◆ Information
[Start of Attachment]
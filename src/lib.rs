//! Evently
//!
//! Backend core for event registration and ticketing. Organizers manage an
//! event catalog with ticket types and registration questions; participants
//! register against capacity and inventory constraints through an atomic
//! registration transaction.

pub mod config;
pub mod database;
pub mod models;
pub mod services;
pub mod utils;

// Re-export commonly used types
pub use config::Settings;
pub use utils::errors::{EventlyError, Result};

// Re-export main components for easy access
pub use database::DatabaseService;
pub use services::ServiceFactory;

/// Library version
pub const VERSION: &str = env!("CARGO_PKG_VERSION");

/// Library name
pub const NAME: &str = env!("CARGO_PKG_NAME");

/// Get library information
pub fn info() -> String {
    format!("{} v{}", NAME, VERSION)
}
//! Error handling for evently
//!
//! This module defines the main error type used throughout the application
//! and provides a unified error handling strategy. Every business-rule
//! violation is raised before the owning transaction commits, so callers
//! never observe partial writes.

use thiserror::Error;

/// Main error type for the evently application
#[derive(Error, Debug)]
pub enum EventlyError {
    #[error("Database error: {0}")]
    Database(#[from] sqlx::Error),

    #[error("Database migration error: {0}")]
    Migration(#[from] sqlx::migrate::MigrateError),

    #[error("Configuration error: {0}")]
    Config(String),

    #[error("{entity} not found: {id}")]
    NotFound { entity: &'static str, id: i64 },

    #[error("Validation failed: {0}")]
    Validation(String),

    #[error("Event is full: capacity {capacity} reached for event {event_id}")]
    CapacityExceeded { event_id: i64, capacity: i32 },

    #[error("Ticket and quantity are required for paid events")]
    MissingTicketSelection,

    #[error("Ticket {ticket_id} unavailable: {reason}")]
    TicketUnavailable { ticket_id: i64, reason: String },

    #[error("Missing required response to question: {question_text}")]
    MissingRequiredResponse {
        question_id: i64,
        question_text: String,
    },

    #[error("Question {question_id} does not belong to this event")]
    InvalidQuestionReference { question_id: i64 },

    #[error("Invalid status transition: {from} -> {to}")]
    InvalidStateTransition { from: String, to: String },

    #[error("Authentication error: {0}")]
    Authentication(String),

    #[error("Permission denied: {0}")]
    Authorization(String),

    #[error("Conflict: {0}")]
    Conflict(String),

    #[error("Serialization error: {0}")]
    Serialization(#[from] serde_json::Error),

    #[error("I/O error: {0}")]
    Io(#[from] std::io::Error),
}

/// Result type alias for evently operations
pub type Result<T> = std::result::Result<T, EventlyError>;

impl EventlyError {
    /// Stable kind string surfaced to callers alongside the message.
    pub fn kind(&self) -> &'static str {
        match self {
            EventlyError::Database(_) => "InternalError",
            EventlyError::Migration(_) => "InternalError",
            EventlyError::Config(_) => "ConfigError",
            EventlyError::NotFound { .. } => "NotFound",
            EventlyError::Validation(_) => "ValidationError",
            EventlyError::CapacityExceeded { .. } => "CapacityExceeded",
            EventlyError::MissingTicketSelection => "MissingTicketSelection",
            EventlyError::TicketUnavailable { .. } => "TicketUnavailable",
            EventlyError::MissingRequiredResponse { .. } => "MissingRequiredResponse",
            EventlyError::InvalidQuestionReference { .. } => "InvalidQuestionReference",
            EventlyError::InvalidStateTransition { .. } => "ValidationError",
            EventlyError::Authentication(_) => "AuthenticationError",
            EventlyError::Authorization(_) => "AuthorizationError",
            EventlyError::Conflict(_) => "ConflictError",
            EventlyError::Serialization(_) => "InternalError",
            EventlyError::Io(_) => "InternalError",
        }
    }

    /// Whether the error is the caller's fault. HTTP adapters map client
    /// errors to 4xx and everything else to 500.
    pub fn is_client_error(&self) -> bool {
        !matches!(
            self,
            EventlyError::Database(_)
                | EventlyError::Migration(_)
                | EventlyError::Config(_)
                | EventlyError::Serialization(_)
                | EventlyError::Io(_)
        )
    }
}
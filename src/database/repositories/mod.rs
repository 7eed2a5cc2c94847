//! Database repositories module
//!
//! This module contains all repository implementations for data access

pub mod event;
pub mod participant;
pub mod registration;
pub mod ticket;

// Re-export repositories
pub use event::EventRepository;
pub use participant::ParticipantRepository;
pub use registration::{
    PurchaseCommand, RegistrationCommand, RegistrationRepository, ResolvedResponse,
};
pub use ticket::TicketRepository;
//! User account model
//!
//! Account CRUD and credential handling live outside this crate; the types
//! here exist so catalog rows can reference their organiser and so services
//! can make role-based authorization decisions.

use chrono::{DateTime, Utc};
use serde::{Deserialize, Serialize};
use sqlx::FromRow;

#[derive(Debug, Clone, Copy, PartialEq, Eq, Serialize, Deserialize, sqlx::Type)]
#[serde(rename_all = "SCREAMING_SNAKE_CASE")]
#[sqlx(type_name = "user_role", rename_all = "UPPERCASE")]
pub enum UserRole {
    Admin,
    Organizer,
    Participant,
}

#[derive(Debug, Clone, Serialize, Deserialize, FromRow)]
pub struct User {
    pub id: i64,
    pub email: String,
    pub first_name: String,
    pub last_name: String,
    #[serde(skip_serializing)]
    pub password_hash: String,
    pub role: UserRole,
    pub created_at: DateTime<Utc>,
    pub updated_at: DateTime<Utc>,
}

/// Organiser fields exposed on event reads
#[derive(Debug, Clone, Serialize, Deserialize, FromRow)]
pub struct OrganizerSummary {
    pub id: i64,
    pub first_name: String,
    pub last_name: String,
}

/// Authenticated caller identity, produced by the external auth layer
#[derive(Debug, Clone, Copy)]
pub struct AuthContext {
    pub user_id: i64,
    pub role: UserRole,
}

impl AuthContext {
    pub fn new(user_id: i64, role: UserRole) -> Self {
        Self { user_id, role }
    }

    pub fn is_admin(&self) -> bool {
        self.role == UserRole::Admin
    }
}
[End of Attachment]
◆ Task item
Return only the lines above that run from the opening line through the line containing "pub fn info()", exactly as written.

◆ Solution to this problem
filename src/lib.rs
//! Evently
//!
//! Backend core for event registration and ticketing. Organizers manage an
//! event catalog with ticket types and registration questions; participants
//! register against capacity and inventory constraints through an atomic
//! registration transaction.

pub mod config;
pub mod database;
pub mod models;
pub mod services;
pub mod utils;

// Re-export commonly used types
pub use config::Settings;
pub use utils::errors::{EventlyError, Result};

// Re-export main components for easy access
pub use database::DatabaseService;
pub use services::ServiceFactory;

/// Library version
pub const VERSION: &str = env!("CARGO_PKG_VERSION");

/// Library name
pub const NAME: &str = env!("CARGO_PKG_NAME");

/// Get library information
pub fn info() -> String {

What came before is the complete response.